Landscape-driven effects on taxonomic, functional, and phylogenetic diversity of vegetation developing on sand-gravel pits of early successional stages

Abstract

Among the key drivers of the progressive transformation of biomes are mining activities, usually leading to the establishment of novel ecosystems, characterized by new species assemblages, combinations of habitats, and unprecedented functioning. It remains unknown how the composition of surrounding land cover may influence species composition, community assembly processes, and the phylogenetic relatedness structure of vegetation developing spontaneously on these de novo established biological systems.

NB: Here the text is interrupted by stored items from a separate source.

//! Mapping of upstream condition vocabulary to theme and icon identifiers.

use serde::Serialize;
use std::fmt;

const ICON_BASE_URL: &str = "https://basmilius.github.io/weather-icons/production/fill/all";

/// Coarse theme bucket driving background styling.
#[derive(Debug, Clone, Copy, PartialEq, Eq, Hash, Serialize)]
#[serde(rename_all = "kebab-case")]
pub enum PresentationCategory {
    ClearDay,
    ClearNight,
    Cloudy,
    Rainy,
    Snowy,
    Misty,
    Unstyled,
}

impl PresentationCategory {
    /// Rainy themes also get the falling-drops animation.
    pub fn has_precipitation_animation(&self) -> bool {
        matches!(self, Self::Rainy)
    }

    /// Theme class name, `None` for conditions that leave the theme untouched.
    pub fn css_class(&self) -> Option<&'static str> {
        match self {
            Self::ClearDay => Some("weather-clear-day"),
            Self::ClearNight => Some("weather-clear-night"),
            Self::Cloudy => Some("weather-clouds"),
            Self::Rainy => Some("weather-rain"),
            Self::Snowy => Some("weather-snow"),
            Self::Misty => Some("weather-mist"),
            Self::Unstyled => None,
        }
    }
}

/// Case-sensitive on the provider's `main` condition names.
pub fn classify(condition_main: &str, is_daytime: bool) -> PresentationCategory {
    match condition_main {
        "Clear" if is_daytime => PresentationCategory::ClearDay,
        "Clear" => PresentationCategory::ClearNight,
        "Clouds" => PresentationCategory::Cloudy,
        "Rain" | "Drizzle" | "Thunderstorm" => PresentationCategory::Rainy,
        "Snow" => PresentationCategory::Snowy,
        "Mist" | "Fog" | "Haze" => PresentationCategory::Misty,
        _ => PresentationCategory::Unstyled,
    }
}

#[derive(Debug, Clone, Copy, PartialEq, Eq, Hash, Serialize)]
#[serde(rename_all = "kebab-case")]
pub enum IconName {
    ClearDay,
    ClearNight,
    PartlyCloudyDay,
    PartlyCloudyNight,
    Cloudy,
    Overcast,
    Drizzle,
    Rain,
    Thunderstorms,
    Snow,
    Mist,
}

impl IconName {
    pub fn as_str(&self) -> &'static str {
        match self {
            Self::ClearDay => "clear-day",
            Self::ClearNight => "clear-night",
            Self::PartlyCloudyDay => "partly-cloudy-day",
            Self::PartlyCloudyNight => "partly-cloudy-night",
            Self::Cloudy => "cloudy",
            Self::Overcast => "overcast",
            Self::Drizzle => "drizzle",
            Self::Rain => "rain",
            Self::Thunderstorms => "thunderstorms",
            Self::Snow => "snow",
            Self::Mist => "mist",
        }
    }

    pub fn url(&self) -> String {
        format!("{ICON_BASE_URL}/{}.svg", self.as_str())
    }

    /// Only the first hyphen becomes a space ("partly cloudy-day").
    pub fn alt_text(&self) -> String {
        self.as_str().replacen('-', " ", 1)
    }
}

impl fmt::Display for IconName {
    fn fmt(&self, f: &mut fmt::Formatter<'_>) -> fmt::Result {
        f.write_str(self.as_str())
    }
}

/// Map a provider icon code such as `"09d"`. Unknown codes fall back to cloudy.
pub fn classify_icon(icon_code: &str) -> IconName {
    match icon_code {
        "01d" => IconName::ClearDay,
        "01n" => IconName::ClearNight,
        "02d" => IconName::PartlyCloudyDay,
        "02n" => IconName::PartlyCloudyNight,
        "03d" | "03n" => IconName::Cloudy,
        "04d" | "04n" => IconName::Overcast,
        "09d" | "09n" => IconName::Drizzle,
        "10d" | "10n" => IconName::Rain,
        "11d" | "11n" => IconName::Thunderstorms,
        "13d" | "13n" => IconName::Snow,
        "50d" | "50n" => IconName::Mist,
        _ => IconName::Cloudy,
    }
}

In this study, I investigated the influence of different landscape types in the proximity of 31 sand-gravel pits of pioneer successional stages on vegetation's taxonomical, functional, and phylogenetic diversity. Further, I accounted for the effects of the surrounding landscape on ten ecological groups of plant species, and biotic novelty indices as a supporting explanation of mechanisms shaping the species' co-occurrence patterns. I explored that plants' functional and phylogenetic diversity was higher in pits surrounded by riverine landscape, and lower if the contribution of settlements in the surrounding landscape was higher. Both landscape features promoted the occurrence of exotic species on sand-gravel pits, but only the settlements' proportion exerted a positive effect on biotic novelty indices. On the other hand, pits with a prevalence of forests in the surroundings were dominated by phylogenetically diverse, but functionally more homogenous native taxa, reflected, inter alia, in negative effects of forests on biotic novelty indices. Comprehensive assessment of the impacts of the surrounding landscape on different components of plant diversity may be used as a useful predictor in the exploration of successional trajectories, as well as a helpful tool in the formulation of strategies for mining-transformed ecosystems management.